▶ Saved entries
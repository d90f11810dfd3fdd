//! Error taxonomy for the execution runtime
//!
//! Model-level failures are recoverable: the executor records them and moves
//! on. Missing variables and configuration problems abort the run. Every
//! failure carries structured context that survives propagation.

use cascade_core::CoreError;
use serde::{Deserialize, Serialize};
use thiserror::Error;

/// Structured context attached to execution failures
#[derive(Debug, Clone, Default, Serialize, Deserialize)]
pub struct ErrorContext {
    /// What the engine was doing ("create view", "cdc retire", ...)
    pub operation: String,

    /// Model involved, when applicable
    #[serde(default, skip_serializing_if = "Option::is_none")]
    pub model_name: Option<String>,

    /// Leading fragment of the SQL that failed
    #[serde(default, skip_serializing_if = "Option::is_none")]
    pub sql_fragment: Option<String>,

    /// The driver's error message
    #[serde(default, skip_serializing_if = "Option::is_none")]
    pub driver_error: Option<String>,

    /// Retries spent before giving up
    #[serde(default, skip_serializing_if = "Option::is_none")]
    pub retry_count: Option<u32>,
}

impl ErrorContext {
    pub fn new(operation: impl Into<String>) -> Self {
        Self {
            operation: operation.into(),
            ..Self::default()
        }
    }

    pub fn with_model(mut self, model: impl Into<String>) -> Self {
        self.model_name = Some(model.into());
        self
    }

    /// Attach a truncated SQL fragment (first 200 chars).
    pub fn with_sql(mut self, sql: &str) -> Self {
        let fragment: String = sql.chars().take(200).collect();
        self.sql_fragment = Some(fragment);
        self
    }

    pub fn with_driver_error(mut self, error: impl std::fmt::Display) -> Self {
        self.driver_error = Some(error.to_string());
        self
    }

    pub fn with_retries(mut self, retries: u32) -> Self {
        self.retry_count = Some(retries);
        self
    }
}

impl std::fmt::Display for ErrorContext {
    fn fmt(&self, f: &mut std::fmt::Formatter<'_>) -> std::fmt::Result {
        write!(f, "operation={}", self.operation)?;
        if let Some(model) = &self.model_name {
            write!(f, " model={}", model)?;
        }
        if let Some(driver) = &self.driver_error {
            write!(f, " driver_error={}", driver)?;
        }
        if let Some(retries) = self.retry_count {
            write!(f, " retries={}", retries)?;
        }
        if let Some(sql) = &self.sql_fragment {
            write!(f, " sql={}", sql)?;
        }
        Ok(())
    }
}

/// Execution runtime errors
#[derive(Error, Debug)]
pub enum ExecError {
    /// X001: One model failed; the run continues unless fail-fast
    #[error("[X001] Model '{model}' failed: {context}")]
    ModelExecutionFailure { model: String, context: ErrorContext },

    /// X002: A declared or referenced `$variable` has no value (aborts the run)
    #[error("[X002] Missing value for variable '${name}' required by '{model}'")]
    MissingVariable { name: String, model: String },

    /// X003: A strategy cannot run with the model's configuration
    #[error("[X003] Invalid strategy configuration for '{model}': {message}")]
    StrategyConfig { model: String, message: String },

    /// X004: the state writer task died mid-run
    #[error("[X004] State writer task failed: {message}")]
    StateWriter { message: String },

    /// Compile/registry errors surfacing at execution time
    #[error(transparent)]
    Core(#[from] CoreError),
}

impl ExecError {
    /// The context of a model failure, when present.
    pub fn context(&self) -> Option<&ErrorContext> {
        match self {
            ExecError::ModelExecutionFailure { context, .. } => Some(context),
            _ => None,
        }
    }
}

/// Result type alias for ExecError
pub type ExecResult<T> = Result<T, ExecError>;
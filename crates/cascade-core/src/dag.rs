//! Dependency graph with batch scheduling
//!
//! Vertices are model names; an edge A -> B means A depends on B. The graph
//! rejects cycles at build time, emits deterministic execution batches
//! (Kahn's algorithm, alphabetical tie-break within a batch), and memoises
//! transitive closures in both directions. Any mutation invalidates both
//! memo tables.

use crate::error::{CoreError, CoreResult};
use crate::model_name::ModelName;
use petgraph::stable_graph::{NodeIndex, StableDiGraph};
use petgraph::Direction;
use std::collections::{BTreeMap, BTreeSet, HashMap, HashSet};
use std::sync::Mutex;

/// DAG of model -> model dependency edges
#[derive(Debug, Default)]
pub struct DependencyGraph {
    graph: StableDiGraph<ModelName, ()>,
    nodes: HashMap<ModelName, NodeIndex>,
    deps_cache: Mutex<HashMap<ModelName, BTreeSet<ModelName>>>,
    dependents_cache: Mutex<HashMap<ModelName, BTreeSet<ModelName>>>,
}

impl DependencyGraph {
    /// Create an empty graph
    pub fn new() -> Self {
        Self::default()
    }

    /// Build a graph from a dependency map, validating that every edge
    /// target is itself a registered model and that no cycle exists.
    pub fn build(dependencies: &BTreeMap<ModelName, BTreeSet<ModelName>>) -> CoreResult<Self> {
        let mut dag = Self::new();

        for name in dependencies.keys() {
            dag.add_vertex(name.as_str());
        }
        for (name, deps) in dependencies {
            for dep in deps {
                if !dependencies.contains_key(dep) {
                    return Err(CoreError::UnknownReference {
                        model: name.to_string(),
                        target: dep.to_string(),
                    });
                }
                dag.add_edge(name.as_str(), dep.as_str());
            }
        }

        dag.validate()?;
        Ok(dag)
    }

    /// Add a vertex if not already present
    pub fn add_vertex(&mut self, name: &str) -> NodeIndex {
        if let Some(&idx) = self.nodes.get(name) {
            return idx;
        }
        self.invalidate();
        let owned = ModelName::new(name);
        let idx = self.graph.add_node(owned.clone());
        self.nodes.insert(owned, idx);
        idx
    }

    /// Add a dependency edge: `from` depends on `to`.
    pub fn add_edge(&mut self, from: &str, to: &str) {
        let from_idx = self.add_vertex(from);
        let to_idx = self.add_vertex(to);
        if !self.graph.contains_edge(from_idx, to_idx) {
            self.invalidate();
            self.graph.add_edge(from_idx, to_idx, ());
        }
    }

    /// Remove a vertex and all its edges.
    pub fn remove_vertex(&mut self, name: &str) {
        if let Some(idx) = self.nodes.remove(name) {
            self.invalidate();
            self.graph.remove_node(idx);
        }
    }

    /// True if the model is a vertex
    pub fn contains(&self, name: &str) -> bool {
        self.nodes.contains_key(name)
    }

    /// Number of vertices
    pub fn len(&self) -> usize {
        self.nodes.len()
    }

    /// True when the graph has no vertices
    pub fn is_empty(&self) -> bool {
        self.nodes.is_empty()
    }

    /// All vertex names, sorted
    pub fn names(&self) -> BTreeSet<ModelName> {
        self.nodes.keys().cloned().collect()
    }

    /// Direct dependencies of a model
    pub fn dependencies(&self, name: &str) -> BTreeSet<ModelName> {
        self.neighbors(name, Direction::Outgoing)
    }

    /// Direct dependents of a model
    pub fn dependents(&self, name: &str) -> BTreeSet<ModelName> {
        self.neighbors(name, Direction::Incoming)
    }

    fn neighbors(&self, name: &str, direction: Direction) -> BTreeSet<ModelName> {
        match self.nodes.get(name) {
            Some(&idx) => self
                .graph
                .neighbors_directed(idx, direction)
                .map(|n| self.graph[n].clone())
                .collect(),
            None => BTreeSet::new(),
        }
    }

    /// Transitive dependencies of a model (memoised)
    pub fn transitive_deps(&self, name: &str) -> BTreeSet<ModelName> {
        self.transitive(name, Direction::Outgoing, &self.deps_cache)
    }

    /// Transitive dependents of a model (memoised)
    pub fn transitive_dependents(&self, name: &str) -> BTreeSet<ModelName> {
        self.transitive(name, Direction::Incoming, &self.dependents_cache)
    }

    fn transitive(
        &self,
        name: &str,
        direction: Direction,
        cache: &Mutex<HashMap<ModelName, BTreeSet<ModelName>>>,
    ) -> BTreeSet<ModelName> {
        if let Ok(guard) = cache.lock() {
            if let Some(hit) = guard.get(name) {
                return hit.clone();
            }
        }

        let mut result = BTreeSet::new();
        if let Some(&start) = self.nodes.get(name) {
            let mut stack: Vec<NodeIndex> =
                self.graph.neighbors_directed(start, direction).collect();
            let mut visited: HashSet<NodeIndex> = stack.iter().copied().collect();

            while let Some(idx) = stack.pop() {
                result.insert(self.graph[idx].clone());
                for next in self.graph.neighbors_directed(idx, direction) {
                    if visited.insert(next) {
                        stack.push(next);
                    }
                }
            }
        }

        if let Ok(mut guard) = cache.lock() {
            guard.insert(ModelName::new(name), result.clone());
        }
        result
    }

    /// Emit execution batches over the whole graph.
    pub fn topological_batches(&self) -> CoreResult<Vec<Vec<ModelName>>> {
        self.topological_batches_for(&self.names())
    }

    /// Emit execution batches restricted to a subset of vertices. Every
    /// model appears after all of its (in-subset) transitive dependencies;
    /// members of one batch are mutually independent. Batches are sorted
    /// alphabetically so output is deterministic.
    pub fn topological_batches_for(
        &self,
        subset: &BTreeSet<ModelName>,
    ) -> CoreResult<Vec<Vec<ModelName>>> {
        let considered: BTreeSet<ModelName> = subset
            .iter()
            .filter(|name| self.nodes.contains_key(name.as_str()))
            .cloned()
            .collect();

        let mut pending: BTreeMap<ModelName, usize> = BTreeMap::new();
        for name in &considered {
            let in_subset_deps = self
                .dependencies(name.as_str())
                .into_iter()
                .filter(|d| considered.contains(d))
                .count();
            pending.insert(name.clone(), in_subset_deps);
        }

        let mut batches: Vec<Vec<ModelName>> = Vec::new();
        let mut emitted: usize = 0;

        while emitted < considered.len() {
            // BTreeMap iteration order gives the alphabetical tie-break
            let ready: Vec<ModelName> = pending
                .iter()
                .filter(|(_, &count)| count == 0)
                .map(|(name, _)| name.clone())
                .collect();

            if ready.is_empty() {
                let remaining: BTreeSet<ModelName> = pending.keys().cloned().collect();
                return Err(CoreError::CircularDependency {
                    cycle: self.find_cycle(&remaining),
                });
            }

            for name in &ready {
                pending.remove(name);
                for dependent in self.dependents(name.as_str()) {
                    if let Some(count) = pending.get_mut(&dependent) {
                        *count -= 1;
                    }
                }
            }

            emitted += ready.len();
            batches.push(ready);
        }

        Ok(batches)
    }

    /// Validate the graph is acyclic.
    pub fn validate(&self) -> CoreResult<()> {
        self.topological_batches().map(|_| ())
    }

    /// Render the graph in Graphviz DOT format (edges dependency -> dependent).
    pub fn to_dot(&self) -> String {
        let mut lines = vec![
            "digraph dependencies {".to_string(),
            "  rankdir=LR;".to_string(),
            "  node [shape=box];".to_string(),
        ];
        for name in self.names() {
            lines.push(format!("  \"{}\";", name));
        }
        for name in self.names() {
            for dep in self.dependencies(name.as_str()) {
                lines.push(format!("  \"{}\" -> \"{}\";", dep, name));
            }
        }
        lines.push("}".to_string());
        lines.join("\n")
    }

    /// Walk dependency edges from the stuck subset until a vertex repeats,
    /// producing a `a -> b -> a` style path for the error message.
    fn find_cycle(&self, remaining: &BTreeSet<ModelName>) -> String {
        let start = match remaining.iter().next() {
            Some(name) => name.clone(),
            None => return String::new(),
        };

        let mut path = vec![start.clone()];
        let mut seen: HashSet<ModelName> = HashSet::new();
        seen.insert(start.clone());
        let mut current = start;

        loop {
            let next = self
                .dependencies(current.as_str())
                .into_iter()
                .find(|d| remaining.contains(d));
            match next {
                Some(next) => {
                    path.push(next.clone());
                    if !seen.insert(next.clone()) {
                        break;
                    }
                    current = next;
                }
                None => break,
            }
        }

        path.iter()
            .map(|n| n.as_str())
            .collect::<Vec<_>>()
            .join(" -> ")
    }

    fn invalidate(&mut self) {
        if let Ok(mut guard) = self.deps_cache.lock() {
            guard.clear();
        }
        if let Ok(mut guard) = self.dependents_cache.lock() {
            guard.clear();
        }
    }
}

#[cfg(test)]
#[path = "dag_test.rs"]
mod tests;
use super::*;

fn entry(name: &str, fingerprint: &str, status: RunStatus) -> StateEntry {
    StateEntry {
        model: ModelName::new(name),
        fingerprint: fingerprint.to_string(),
        status,
        last_successful_fingerprint: matches!(status, RunStatus::Success)
            .then(|| fingerprint.to_string()),
        last_run: Utc::now(),
        high_watermark: None,
    }
}

#[test]
fn test_open_empty() {
    let dir = tempfile::tempdir().unwrap();
    let store = StateStore::open(dir.path(), "dev").unwrap();
    assert_eq!(store.snapshot().environment, "dev");
    assert!(store.snapshot().entries.is_empty());
}

#[test]
fn test_put_flush_reload() {
    let dir = tempfile::tempdir().unwrap();
    let mut store = StateStore::open(dir.path(), "dev").unwrap();
    store.put(entry("silver.a", "f1", RunStatus::Success));
    store.flush().unwrap();

    let reloaded = StateStore::open(dir.path(), "dev").unwrap();
    let loaded = reloaded.get("silver.a").unwrap();
    assert_eq!(loaded.fingerprint, "f1");
    assert_eq!(loaded.status, RunStatus::Success);
    assert!(loaded.previously_materialised());
}

#[test]
fn test_environments_are_isolated() {
    let dir = tempfile::tempdir().unwrap();
    let mut dev = StateStore::open(dir.path(), "dev").unwrap();
    dev.put(entry("a", "f1", RunStatus::Success));
    dev.flush().unwrap();

    let prod = StateStore::open(dir.path(), "prod").unwrap();
    assert!(prod.get("a").is_none());
}

#[test]
fn test_failed_entry_keeps_no_success_fingerprint() {
    let e = entry("a", "f1", RunStatus::Failed);
    assert!(!e.previously_materialised());
}

#[test]
fn test_remove_entry() {
    let dir = tempfile::tempdir().unwrap();
    let mut store = StateStore::open(dir.path(), "dev").unwrap();
    store.put(entry("a", "f1", RunStatus::Success));
    assert!(store.remove("a").is_some());
    assert!(store.get("a").is_none());
    assert!(store.remove("a").is_none());
}

#[test]
fn test_flush_replaces_atomically() {
    let dir = tempfile::tempdir().unwrap();
    let mut store = StateStore::open(dir.path(), "dev").unwrap();
    store.put(entry("a", "f1", RunStatus::Success));
    store.flush().unwrap();

    store.put(entry("b", "f2", RunStatus::Failed));
    store.flush().unwrap();

    // No temp files left behind
    let leftovers: Vec<_> = std::fs::read_dir(dir.path())
        .unwrap()
        .filter_map(|e| e.ok())
        .filter(|e| e.path().extension().is_some_and(|ext| ext == "tmp"))
        .collect();
    assert!(leftovers.is_empty());

    let reloaded = StateStore::open(dir.path(), "dev").unwrap();
    assert_eq!(reloaded.snapshot().entries.len(), 2);
}

#[test]
fn test_unknown_keys_ignored() {
    // Snapshots written by other versions may carry extra keys
    let dir = tempfile::tempdir().unwrap();
    let path = StateStore::snapshot_path(dir.path(), "dev");
    std::fs::create_dir_all(dir.path()).unwrap();
    std::fs::write(
        &path,
        r#"{
            "environment": "dev",
            "updated_at": "2024-01-01T00:00:00Z",
            "future_field": {"nested": true},
            "entries": {
                "a": {
                    "model": "a",
                    "fingerprint": "f1",
                    "status": "SUCCESS",
                    "last_run": "2024-01-01T00:00:00Z",
                    "rows_loaded": 42
                }
            }
        }"#,
    )
    .unwrap();

    let store = StateStore::open(dir.path(), "dev").unwrap();
    let loaded = store.get("a").unwrap();
    assert_eq!(loaded.fingerprint, "f1");
    assert_eq!(loaded.status, RunStatus::Success);
    assert!(loaded.high_watermark.is_none());
}

#[test]
fn test_high_watermark_roundtrip() {
    let dir = tempfile::tempdir().unwrap();
    let mut store = StateStore::open(dir.path(), "dev").unwrap();
    let mut e = entry("a", "f1", RunStatus::Success);
    e.high_watermark = Some("2024-06-01T12:00:00".to_string());
    store.put(e);
    store.flush().unwrap();

    let reloaded = StateStore::open(dir.path(), "dev").unwrap();
    assert_eq!(
        reloaded.get("a").unwrap().high_watermark.as_deref(),
        Some("2024-06-01T12:00:00")
    );
}

#[test]
fn test_run_status_serialisation() {
    assert_eq!(
        serde_json::to_string(&RunStatus::Success).unwrap(),
        r#""SUCCESS""#
    );
    assert_eq!(RunStatus::Failed.to_string(), "FAILED");
}
//! The backfill command: replay an incremental model over a date range

use crate::cli::{BackfillArgs, GlobalArgs};
use crate::context::ProjectContext;
use anyhow::{bail, Context as _};
use cascade_core::ModelName;
use cascade_exec::{run_backfill, BackfillOptions};
use chrono::NaiveDate;

pub async fn execute(args: &BackfillArgs, global: &GlobalArgs) -> anyhow::Result<i32> {
    let Some(model) = ModelName::try_new(args.model.as_str()) else {
        bail!("invalid model name '{}'", args.model);
    };

    let start = parse_date(&args.start).context("parsing --start")?;
    let end = parse_date(&args.end).context("parsing --end")?;
    if start > end {
        bail!("--start {} is after --end {}", start, end);
    }

    let ctx = ProjectContext::load(global)?;
    let state = ctx.state_store()?;
    let client = ctx.client()?;
    let options = ctx.executor_options(&args.vars, false)?;

    println!(
        "Backfilling {} from {} to {} ({} day windows)",
        model, start, end, args.interval_days
    );

    let (summary, _state) = run_backfill(
        &client,
        &ctx.registry,
        &ctx.catalog,
        &ctx.graph,
        &model,
        state,
        &options,
        &BackfillOptions {
            start,
            end,
            interval_days: args.interval_days,
        },
    )
    .await?;
    client.pool().close_all().await;

    for (window, run) in &summary.windows {
        if run.failed() > 0 {
            let detail = run
                .results
                .iter()
                .find_map(|r| r.error.as_ref())
                .map(|c| c.to_string())
                .unwrap_or_default();
            println!("  \u{2717} {} - {}", window, detail);
        } else {
            println!("  \u{2713} {}", window);
        }
    }
    println!(
        "Backfill complete: {} windows, {} failed",
        summary.windows.len(),
        summary.failed_windows()
    );

    Ok(summary.exit_code())
}

fn parse_date(value: &str) -> anyhow::Result<NaiveDate> {
    NaiveDate::parse_from_str(value, "%Y-%m-%d")
        .map_err(|e| anyhow::anyhow!("'{}' is not a YYYY-MM-DD date: {}", value, e))
}
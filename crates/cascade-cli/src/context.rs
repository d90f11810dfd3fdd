//! Project loading shared by every command

use crate::cli::GlobalArgs;
use anyhow::{bail, Context as _};
use cascade_core::{
    compile_all, DependencyGraph, ModelRegistry, ProjectConfig, SourceCatalog, StateStore,
};
use cascade_db::{
    ConnectionConfig, DriverPool, MockDriver, PoolConfig, RetryPolicy, SnowflakeDriver,
    WarehouseClient,
};
use cascade_exec::ExecutorOptions;
use std::collections::BTreeMap;
use std::path::PathBuf;
use std::sync::Arc;
use std::time::Duration;

/// A fully loaded and compiled project
pub struct ProjectContext {
    pub root: PathBuf,
    pub config: ProjectConfig,
    pub registry: ModelRegistry,
    pub catalog: SourceCatalog,
    pub graph: DependencyGraph,
    pub warnings: Vec<String>,
    pub environment: String,
}

impl ProjectContext {
    /// Load cascade.yml, the sources catalogue, and every model; compile the
    /// registry and build the graph.
    pub fn load(global: &GlobalArgs) -> anyhow::Result<Self> {
        let root = global.project_dir.clone();
        let config = ProjectConfig::load(&root).context("loading cascade.yml")?;

        let catalog = SourceCatalog::load(&config.sources_file(&root))
            .context("loading sources catalogue")?;

        let mut registry = ModelRegistry::new();
        let mut found_any = false;
        for dir in config.model_dirs(&root) {
            if !dir.exists() {
                continue;
            }
            found_any = true;
            let loaded = ModelRegistry::load_dir(&dir)
                .with_context(|| format!("loading models from {}", dir.display()))?;
            for model in loaded.list() {
                registry.register_with_schema(&model.path, &model.raw_sql, model.schema.clone())?;
            }
        }
        if !found_any {
            bail!(
                "no model directory found under {} (looked for: {})",
                root.display(),
                config.model_paths.join(", ")
            );
        }

        let report = compile_all(&mut registry, &catalog).context("compiling models")?;
        for warning in &report.warnings {
            log::warn!("{}", warning);
        }

        let environment = global
            .target
            .clone()
            .unwrap_or_else(|| config.environment.clone());

        Ok(Self {
            root,
            config,
            registry,
            catalog,
            graph: report.graph,
            warnings: report.warnings,
            environment,
        })
    }

    /// Open the state store for the active environment.
    pub fn state_store(&self) -> anyhow::Result<StateStore> {
        Ok(StateStore::open(
            &self.config.state_dir(&self.root),
            &self.environment,
        )?)
    }

    /// Build the warehouse client from the configured backend.
    pub fn client(&self) -> anyhow::Result<WarehouseClient> {
        let driver: Arc<dyn cascade_db::Driver> = match self.config.backend.as_str() {
            "snowflake" => Arc::new(SnowflakeDriver::new()),
            "mock" => Arc::new(MockDriver::new()),
            other => bail!("unknown backend '{}' (expected snowflake or mock)", other),
        };

        let profile = &self.config.connection;
        let connection = ConnectionConfig {
            account: profile.account.clone(),
            user: profile.user.clone(),
            password: profile.password.clone(),
            warehouse: profile.warehouse.clone(),
            database: profile.database.clone(),
            schema: profile.schema.clone(),
            role: profile.role.clone(),
        };

        let pool = DriverPool::new(
            driver,
            connection,
            PoolConfig {
                size: self.config.pool.size,
                acquire_timeout: Duration::from_secs(self.config.pool.acquire_timeout_secs),
                session_variables: self.config.pool.session_variables.clone(),
            },
        );

        let retry = RetryPolicy {
            max_attempts: self.config.retry.max_attempts,
            initial_backoff: Duration::from_millis(self.config.retry.initial_backoff_ms),
            factor: self.config.retry.backoff_factor,
            jitter: self.config.retry.jitter,
        };

        Ok(WarehouseClient::new(pool, retry))
    }

    /// Executor options from project config plus CLI variable overrides.
    pub fn executor_options(
        &self,
        cli_vars: &[String],
        fail_fast: bool,
    ) -> anyhow::Result<ExecutorOptions> {
        let mut variables: BTreeMap<String, serde_json::Value> = BTreeMap::new();
        for (name, value) in &self.config.vars {
            variables.insert(name.clone(), serde_json::to_value(value)?);
        }
        for binding in cli_vars {
            let Some((name, value)) = binding.split_once('=') else {
                bail!("invalid --var '{}': expected name=value", binding);
            };
            let parsed = serde_json::from_str(value)
                .unwrap_or_else(|_| serde_json::Value::String(value.to_string()));
            variables.insert(name.to_string(), parsed);
        }

        Ok(ExecutorOptions {
            fail_fast: fail_fast || self.config.fail_fast,
            variables,
            database: self.config.connection.database.clone(),
            schema: self.config.connection.schema.clone(),
            max_parallel: None,
        })
    }
}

▶ THE TASK
Scan the records above for the string "nodes", and copy every line where it turns up.

▶ OUTPUT OF THE TASK
    nodes: HashMap<ModelName, NodeIndex>,
        if let Some(&idx) = self.nodes.get(name) {
        self.nodes.insert(owned, idx);
        if let Some(idx) = self.nodes.remove(name) {
        self.nodes.contains_key(name)
        self.nodes.len()
        self.nodes.is_empty()
        self.nodes.keys().cloned().collect()
        match self.nodes.get(name) {
        if let Some(&start) = self.nodes.get(name) {
            .filter(|name| self.nodes.contains_key(name.as_str()))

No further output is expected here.